I gained so many life lessons from you. At one point, I even wanted to stop learning because it was overwhelming but the thing with me is that once I’m in, I’m in for real. I don’t like to do things half-hearted. Well, now look where we are.
Just last night I was assessing whatever I learnt from you. The biggest lesson I learnt was being able to love. I’ve always thought I could when I was younger, but over time, I didn’t want to confuse love with infatuation. I’ve had very few crushes in the past because I knew how much energy and effort it took. I also kept it all to myself, revealing only to a select one or two that I liked someone. I wasn’t in that bandwagon; when the girls would gather and talk about their crushes. I’ve only ever liked 2 boys before you.
The first time I admitted to liking someone, whatever it was, it was short-lived. At that point I did only like you. I guess when we spend time with the people we like, it can develop into something more. Truthfully, I initially didn’t want it to be anything serious. I was young. School and family should be my sole priorities. I knew I could come off as strong, or too intense, so I told myself to let things be more controlled. I think I wasn’t that expressive or as expressive as I could be, but I did show and tell how I appreciated you once in a while. Even you said it was obvious from the way I behaved.
When it happened, I was in denial. I found it hard to accept that you wanted to get rid of everything that could link back to me. I experienced a sense of self-hatred I didn’t know could even exist in the first place. I did think whether I was just being too immature or behaving so rash when I was more composed.

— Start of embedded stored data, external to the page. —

// src/main.rs

use std::io::{stdout, Write};
use std::time::Duration;

use anyhow::Context;
use crossterm::{
    cursor,
    event::{
        self, DisableMouseCapture, EnableMouseCapture, Event, KeyCode, KeyEventKind,
        KeyModifiers, MouseButton, MouseEventKind,
    },
    execute,
    terminal::{self, disable_raw_mode, enable_raw_mode, Clear, ClearType},
};

use trackwave::render::terminal::{format_time, render_rows};
use trackwave::render::{seek_time, RenderOptions};
use trackwave::{decoder, intake, IntakeResult, Notice, PreviewPlayer, Transport};

const WAVE_HEIGHT: usize = 9;

fn main() -> Result<(), anyhow::Error> {
    env_logger::init();
    let path = std::env::args()
        .nth(1)
        .context("usage: player <audio-file>")?;

    println!("🎧 Loading {path} ...");

    let (result, audio) = match decoder::decode_file(&path) {
        Ok(audio) => (intake::analyze_decoded(&audio), Some(audio)),
        Err(e) => {
            log::warn!("decode failed: {e}");
            let mut fallback = IntakeResult::no_source();
            fallback.notice = Some(Notice::DecodeFailed);
            (fallback, None)
        }
    };

    // Playback is best-effort: with no device (or no decodable audio) the
    // waveform still renders, just without a moving playhead.
    let player = match audio.as_ref() {
        Some(a) => match PreviewPlayer::new(a) {
            Ok(p) => Some(p),
            Err(e) => {
                log::warn!("no playback: {e}");
                None
            }
        },
        None => None,
    };

    let duration = player
        .as_ref()
        .map(|p| p.duration().as_secs_f64())
        .unwrap_or(result.analysis.duration_seconds);
    let mut transport = Transport::new(duration);
    let opts = RenderOptions::default();

    enable_raw_mode()?;
    execute!(stdout(), EnableMouseCapture, cursor::Hide)?;
    let outcome = run_ui(&path, &result, player.as_ref(), &mut transport, &opts);
    execute!(stdout(), DisableMouseCapture, cursor::Show)?;
    disable_raw_mode()?;

    println!("\n👋 Done.");
    outcome
}

fn run_ui(
    path: &str,
    result: &IntakeResult,
    player: Option<&PreviewPlayer>,
    transport: &mut Transport,
    opts: &RenderOptions,
) -> Result<(), anyhow::Error> {
    let frame_time = Duration::from_millis(50);
    let mut out = stdout();

    loop {
        let (cols, _) = terminal::size()?;
        let cols = cols.max(20) as usize;

        if event::poll(frame_time)? {
            match event::read()? {
                Event::Key(ev) if ev.kind == KeyEventKind::Press => {
                    match ev.code {
                        KeyCode::Char('q') | KeyCode::Esc => break,
                        KeyCode::Char('c')
                            if ev.modifiers.contains(KeyModifiers::CONTROL) =>
                        {
                            break
                        }
                        KeyCode::Char(' ') => {
                            transport.toggle();
                            sync_player(player, transport);
                        }
                        KeyCode::Left => nudge(player, transport, -5.0),
                        KeyCode::Right => nudge(player, transport, 5.0),
                        KeyCode::Up => {
                            if let Some(p) = player {
                                p.set_volume(p.volume() + 0.1);
                            }
                        }
                        KeyCode::Down => {
                            if let Some(p) = player {
                                p.set_volume(p.volume() - 0.1);
                            }
                        }
                        _ => {}
                    }
                }
                Event::Mouse(ev) => {
                    if let MouseEventKind::Down(MouseButton::Left) = ev.kind {
                        let target = seek_time(
                            ev.column as f32,
                            cols as f32,
                            transport.cursor().duration,
                        );
                        let outcome = transport.click(target);
                        if let Some(p) = player {
                            p.seek(Duration::from_secs_f64(outcome.seek_to));
                            if outcome.resumed {
                                p.play();
                            }
                        }
                    }
                }
                _ => {}
            }
        }

        // Let the audio clock drive the perceived position.
        if let Some(p) = player {
            if transport.is_playing() {
                let ended = transport.set_position(p.position().as_secs_f64());
                if ended {
                    p.pause();
                    p.seek(Duration::ZERO);
                }
            }
        }

        draw(&mut out, path, result, transport, cols, opts)?;
    }

    Ok(())
}

fn sync_player(player: Option<&PreviewPlayer>, transport: &Transport) {
    if let Some(p) = player {
        if transport.is_playing() {
            p.play();
        } else {
            p.pause();
        }
    }
}

fn nudge(player: Option<&PreviewPlayer>, transport: &mut Transport, delta: f64) {
    let target = transport.cursor().current_time + delta;
    transport.seek(target);
    if let Some(p) = player {
        p.seek(Duration::from_secs_f64(transport.cursor().current_time));
    }
}

fn draw(
    out: &mut impl Write,
    path: &str,
    result: &IntakeResult,
    transport: &Transport,
    cols: usize,
    opts: &RenderOptions,
) -> Result<(), anyhow::Error> {
    execute!(out, cursor::MoveTo(0, 0), Clear(ClearType::All))?;

    let bpm = result
        .analysis
        .bpm
        .map(|b| b.to_string())
        .unwrap_or_else(|| "--".to_string());
    let state = if transport.is_playing() { "▶" } else { "⏸" };
    writeln!(out, "{path}  |  bpm: {bpm}\r")?;
    if let Some(notice) = result.notice {
        writeln!(out, "note: {}\r", notice.message())?;
    }
    writeln!(out, "\r")?;

    let cursor = transport.cursor();
    for row in render_rows(&result.envelope, &cursor, cols, WAVE_HEIGHT, opts) {
        writeln!(out, "{row}\r")?;
    }

    writeln!(
        out,
        "\r\n{state}  {} / {}   [space] play/pause  [←/→] seek  [↑/↓] volume  [click] scrub  [q] quit\r",
        format_time(cursor.current_time),
        format_time(cursor.duration),
    )?;
    out.flush()?;
    Ok(())
}
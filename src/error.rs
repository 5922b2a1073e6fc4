// src/error.rs

use thiserror::Error;

/// Failures while turning a byte stream into PCM samples.
///
/// Every variant is recoverable at the intake layer: the caller falls back to
/// the placeholder envelope and a null BPM instead of surfacing a fault.
#[derive(Debug, Error)]
pub enum DecodeError {
    #[error("failed to open audio source: {0}")]
    Io(#[from] std::io::Error),

    #[error("unrecognized or corrupt audio container: {0}")]
    Probe(#[source] symphonia::core::errors::Error),

    #[error("no decodable audio track in source")]
    NoAudioTrack,

    #[error("codec error: {0}")]
    Codec(#[source] symphonia::core::errors::Error),

    /// The container was valid but produced zero samples.
    #[error("decoded stream contained no samples")]
    EmptyStream,
}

Now that I’ve fully come to terms with it, I don’t know if it’s safe to say whether I loved you or haha, damn it, that I still do. It’s hard to move on because sometimes my mum would ask me about you even though I’ve told her before that I haven’t contacted you in so long, sometimes I stumble upon your face in my phone gallery, sometimes I see the folders in my computer that would make me cry the moment I open them. I wrote some poems for you. I wrote a short book for you, even, for your 20th. They’re all there. They serve as reminders that whatever I felt was real. The picture we took from the museum’s photobooth is also still in my box.
I’ve made a promise to myself just recently that I should love you less. That I need to be strong on my own. That just because things didn’t turn out the way I visioned it to be, I shouldn’t be so downhearted. But it’s so difficult especially when you’re doing so well now. I’m happy that you are, but I wish I’m there with you, or that I can at least get rid of this leeching sadness.
I’m just so tired.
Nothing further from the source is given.